Story by J.K. Vawter
![]() |
|
Mount San Jacinto's North Face
|
In April 1993, my father-in-law, Bill Davenport, and I agreed to take a weekend to climb Snow Creek on the North Face of San Jacinto, a few miles west of Palm Springs. It's big, rising almost 10,000 feet from the desert floor to the rocky summit in five or six miles and is said to have the largest base to summit rise in lower 48 states. But it's not a "technical" climb where climbers use ropes to safeguard each other in the event of a fall. Even in a heavy snow year, which it was, it's a hike up to about 5500 feet, then a long slog up a snow gully to the summit at 10,800. Most climbers use only crampons and ice ax.
In fact, the snow gully is not that steep when compared to technical climbs. It starts at about 20 degrees, gradually steepening to about 35, a little steeper near the top. Most years, the snow is soft enough to kick steps in, and the climbing is quite secure. But it is steep enough that some climbers might want a rope, and where an unarrested fall would likely result in serious injury, or death.
Bill and I planned to do it in two days--the easy way. One-day ascents have been done in as little as seven hours, but the average is more like 12. Throw in two more hours to hike down to the Palm Springs Aerial Tramway (the usual mode of descent), and drive time, and you've got one very long day.
We left San Diego at midnight and parked his truck near the little community of Snow Creek (elevation 1200 feet) about 2:30 A.M. Saturday. We made our way up the rocky, brush-covered alluvial fan in the dark, crossing the creek and picking up the use trail beyond the paved service road. We took our time knowing we'd reach the snow tongue (where we would camp) easily by lunchtime.
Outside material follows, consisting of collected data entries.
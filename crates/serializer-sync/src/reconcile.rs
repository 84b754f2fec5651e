use std::sync::Arc;

use serializer_core::{diff, ExternalItem, NewChangeRecord, NewStory, RunContext, Story, StoryUpdate};
use serializer_storage::StoryStore;
use tracing::{debug, info, warn};

use crate::result::{within_deadline, RunError, RunResult};

/// Applies a fetched batch to the store, one item at a time.
///
/// Rows are keyed on the adapter's `source` name, whatever the items carry.
/// New natural keys are inserted; known ones get their tracked fields
/// overwritten and one change record per differing field. A failing item is
/// recorded and skipped. The run deadline stops the loop and keeps what was
/// already written.
#[derive(Clone)]
pub struct Reconciler {
    store: Arc<dyn StoryStore>,
}

impl Reconciler {
    pub fn new(store: Arc<dyn StoryStore>) -> Self {
        Self { store }
    }

    pub async fn reconcile(
        &self,
        ctx: &RunContext,
        source: &str,
        batch: &[ExternalItem],
    ) -> RunResult {
        let mut result = RunResult::default();

        for item in batch {
            if ctx.expired() {
                result.record_timeout(source);
                break;
            }

            let lookup = self.store.find_by_source_and_ref(source, &item.ref_id);
            let matches = match within_deadline(ctx, lookup).await {
                None => {
                    result.record_timeout(source);
                    break;
                }
                Some(Err(err)) => {
                    warn!(source, ref_id = %item.ref_id, error = %err, "lookup failed");
                    result.record(RunError::store(source, Some(&item.ref_id), &err));
                    continue;
                }
                Some(Ok(matches)) => matches,
            };

            if matches.is_empty() {
                let insert = self.store.insert_story(NewStory {
                    source: source.to_string(),
                    ..NewStory::from_item(item, ctx.now)
                });
                match within_deadline(ctx, insert).await {
                    None => {
                        result.record_timeout(source);
                        break;
                    }
                    Some(Ok(story)) => {
                        debug!(source, ref_id = %item.ref_id, id = story.id, "created story");
                        result.created += 1;
                    }
                    Some(Err(err)) => {
                        warn!(source, ref_id = %item.ref_id, error = %err, "insert failed");
                        result.record(RunError::store(source, Some(&item.ref_id), &err));
                    }
                }
                continue;
            }

            if matches.len() > 1 {
                warn!(
                    source,
                    ref_id = %item.ref_id,
                    rows = matches.len(),
                    "natural key matches several rows; updating all of them"
                );
            }

            for story in &matches {
                let (update, changes) = plan_update(story, item, ctx);
                let write = self.store.update_story(story.id, update, &changes);
                match within_deadline(ctx, write).await {
                    None => {
                        result.record_timeout(source);
                        break;
                    }
                    Some(Ok(_)) => {
                        if !changes.is_empty() {
                            debug!(id = story.id, changes = changes.len(), "recorded changes");
                        }
                        result.updated += 1;
                    }
                    Some(Err(err)) => {
                        warn!(id = story.id, error = %err, "update failed");
                        result.record(RunError::store(source, Some(&item.ref_id), &err));
                    }
                }
            }
            if result.timed_out() {
                break;
            }
        }

        info!(
            run_id = %ctx.run_id,
            source,
            items = batch.len(),
            created = result.created,
            updated = result.updated,
            failed = result.failed,
            "reconciled batch"
        );
        result
    }
}

/// The item is authoritative for every tracked field, `deleted` included.
fn plan_update(
    story: &Story,
    item: &ExternalItem,
    ctx: &RunContext,
) -> (StoryUpdate, Vec<NewChangeRecord>) {
    let values = item.tracked();
    let changes = diff(&story.tracked(), &values)
        .into_iter()
        .map(|change| change.into_record(story.id))
        .collect();
    let update = StoryUpdate {
        values,
        updated_at: ctx.now,
        last_seen_at: Some(ctx.now),
    };
    (update, changes)
}

#[cfg(test)]
mod tests {
    use super::*;
    use crate::stale::{StalenessChecker, StalenessWindow};
    use crate::testing::{item, t0, FailingStore, ScriptedAdapter};
    use serializer_core::StoryType;
    use serializer_storage::MemoryStore;
    use std::time::Duration;

    #[tokio::test]
    async fn new_items_are_created_without_history() {
        let store = Arc::new(MemoryStore::new());
        let reconciler = Reconciler::new(store.clone());
        let batch = vec![item("1", 10), item("2", 20), item("3", 30)];

        let result = reconciler
            .reconcile(&RunContext::at(t0(), None), "hackernews", &batch)
            .await;

        assert_eq!(result.created, 3);
        assert_eq!(result.updated, 0);
        assert!(result.is_ok());
        assert_eq!(store.all_stories().await.len(), 3);
        assert!(store.all_changes().await.is_empty());
    }

    #[tokio::test]
    async fn score_change_produces_exactly_one_record() {
        let store = Arc::new(MemoryStore::new());
        let reconciler = Reconciler::new(store.clone());
        reconciler
            .reconcile(&RunContext::at(t0(), None), "hackernews", &[item("7", 100)])
            .await;

        let later = t0() + chrono::Duration::minutes(1);
        let result = reconciler
            .reconcile(&RunContext::at(later, None), "hackernews", &[item("7", 150)])
            .await;

        assert_eq!(result.updated, 1);
        let changes = store.all_changes().await;
        assert_eq!(changes.len(), 1);
        assert_eq!(changes[0].field, "score");
        assert_eq!(changes[0].old_val, "100");
        assert_eq!(changes[0].new_val, "150");
        assert_eq!(changes[0].created_at, later);

        let story = &store.all_stories().await[0];
        assert_eq!(story.score, 150);
        assert_eq!(story.last_seen_at, later);
    }

    #[tokio::test]
    async fn several_changed_fields_are_recorded_in_field_order() {
        let store = Arc::new(MemoryStore::new());
        let reconciler = Reconciler::new(store.clone());
        reconciler
            .reconcile(&RunContext::at(t0(), None), "hackernews", &[item("7", 100)])
            .await;

        let mut edited = item("7", 120);
        edited.title = "Story 7 (2026)".into();
        edited.num_comments = 4;
        edited.story_type = StoryType::ShowHn;
        let later = t0() + chrono::Duration::minutes(1);
        let result = reconciler
            .reconcile(&RunContext::at(later, None), "hackernews", &[edited])
            .await;

        assert_eq!(result.updated, 1);
        let story = &store.all_stories().await[0];
        let recorded: Vec<_> = store
            .list_changes(story.id)
            .await
            .unwrap()
            .into_iter()
            .map(|c| (c.field, c.old_val, c.new_val))
            .collect();
        let expected: Vec<(String, String, String)> = [
            ("score", "100", "120"),
            ("num_comments", "0", "4"),
            ("title", "Story 7", "Story 7 (2026)"),
            ("type", "story", "show_hn"),
        ]
        .into_iter()
        .map(|(f, old, new)| (f.into(), old.into(), new.into()))
        .collect();
        assert_eq!(recorded, expected);
        assert_eq!(story.title, "Story 7 (2026)");
        assert_eq!(story.num_comments, 4);
    }

    #[tokio::test]
    async fn rows_are_filed_under_the_adapter_name() {
        let store = Arc::new(MemoryStore::new());
        let reconciler = Reconciler::new(store.clone());
        let tagged = item("7", 100);
        assert_eq!(tagged.source, "hackernews");

        let result = reconciler
            .reconcile(&RunContext::at(t0(), None), "lobsters", &[tagged.clone()])
            .await;
        assert_eq!(result.created, 1);
        assert_eq!(store.all_stories().await[0].source, "lobsters");

        let again = reconciler
            .reconcile(&RunContext::at(t0(), None), "lobsters", &[tagged])
            .await;
        assert_eq!((again.created, again.updated), (0, 1));
        assert_eq!(store.all_stories().await.len(), 1);

        let adapter = ScriptedAdapter::new("lobsters");
        let later = RunContext::at(t0() + chrono::Duration::hours(1), None);
        let stale = StalenessChecker::new(store.clone())
            .reconcile_stale(&later, &adapter, StalenessWindow::default())
            .await;
        assert_eq!(adapter.fetched().await, vec!["7".to_string()]);
        assert_eq!(stale.marked_gone, 1);
    }

    #[tokio::test]
    async fn unchanged_item_is_touched_but_not_recorded() {
        let store = Arc::new(MemoryStore::new());
        let reconciler = Reconciler::new(store.clone());
        reconciler
            .reconcile(&RunContext::at(t0(), None), "hackernews", &[item("7", 100)])
            .await;

        let later = t0() + chrono::Duration::minutes(1);
        for _ in 0..2 {
            let result = reconciler
                .reconcile(&RunContext::at(later, None), "hackernews", &[item("7", 100)])
                .await;
            assert_eq!(result.updated, 1);
            assert_eq!(result.created, 0);
        }

        assert!(store.all_changes().await.is_empty());
        assert_eq!(store.all_stories().await[0].updated_at, later);
    }

    #[tokio::test]
    async fn deleted_story_seen_again_is_revived_with_history() {
        let store = Arc::new(MemoryStore::new());
        let reconciler = Reconciler::new(store.clone());
        reconciler
            .reconcile(&RunContext::at(t0(), None), "hackernews", &[item("7", 100)])
            .await;
        store.mark_story_deleted(1, t0()).await.unwrap();

        reconciler
            .reconcile(&RunContext::at(t0(), None), "hackernews", &[item("7", 100)])
            .await;

        let changes = store.all_changes().await;
        let last = changes.last().unwrap();
        assert_eq!((last.field.as_str(), last.new_val.as_str()), ("deleted", "false"));
        assert!(!store.all_stories().await[0].deleted);
    }

    #[tokio::test]
    async fn duplicate_rows_are_all_updated() {
        let store = Arc::new(MemoryStore::new());
        let reconciler = Reconciler::new(store.clone());
        let ctx = RunContext::at(t0(), None);
        for _ in 0..2 {
            store
                .insert_story(NewStory::from_item(&item("7", 1), t0()))
                .await
                .unwrap();
        }

        let result = reconciler.reconcile(&ctx, "hackernews", &[item("7", 5)]).await;

        assert_eq!(result.updated, 2);
        assert_eq!(store.all_changes().await.len(), 2);
    }

    #[tokio::test]
    async fn store_failure_on_one_item_does_not_abort_the_batch() {
        let inner = Arc::new(MemoryStore::new());
        let store = Arc::new(FailingStore::new(inner.clone(), "2"));
        let reconciler = Reconciler::new(store);
        let batch = vec![item("1", 10), item("2", 20), item("3", 30)];

        let result = reconciler
            .reconcile(&RunContext::at(t0(), None), "hackernews", &batch)
            .await;

        assert_eq!(result.created, 2);
        assert_eq!(result.failed, 1);
        assert_eq!(result.errors[0].ref_id.as_deref(), Some("2"));
        assert_eq!(inner.all_stories().await.len(), 2);
    }

    #[tokio::test]
    async fn expired_deadline_stops_with_timeout_error() {
        let store = Arc::new(MemoryStore::new());
        let reconciler = Reconciler::new(store.clone());
        let ctx = RunContext::at(t0(), Some(Duration::ZERO));

        let result = reconciler
            .reconcile(&ctx, "hackernews", &[item("1", 10), item("2", 20)])
            .await;

        assert!(result.timed_out());
        assert_eq!(result.failed, 1);
        assert_eq!(result.created, 0);
        assert!(store.all_stories().await.is_empty());
    }
}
Bill hadn't been up there in several years and let me lead the way.
Lest you think I was dragging some geezer up there, let me tell you, Bill is as sure-footed (and stubborn) as a mountain goat. Strong, steady, and as tough as they come, he's not fast but he can still run you into the ground because he never seems to need rest. In his prime he ran marathons, swam in the ocean year 'round without a wet suit, did century rides and brutal desert hikes like Rabbit Peak, climbed Mt. Rainier, twice, and three Mexican volcanoes, each close to 18,000 feet in elevation. He'd climbed Snow Creek so many times he'd lost count. Compared to him, I was a Snow Creek novice, having done it only three times before.
The use trail switchbacks up a steep, chaparral-covered slope, and puts you on a gently rising plateau above the creek. It had been a wet winter and the nolina were in spectacular yellow bloom, like gigantic candle flames. We stopped near a waterfall for breakfast and dozed for a while. Dawn light crept over snowcapped Mt. San Gorgonio to the northwest and the broad desert valley below us. Beyond the waterfall we threaded our way through the dense brush at the high end of the plateau, and then to a traverse over a steep, loose slope.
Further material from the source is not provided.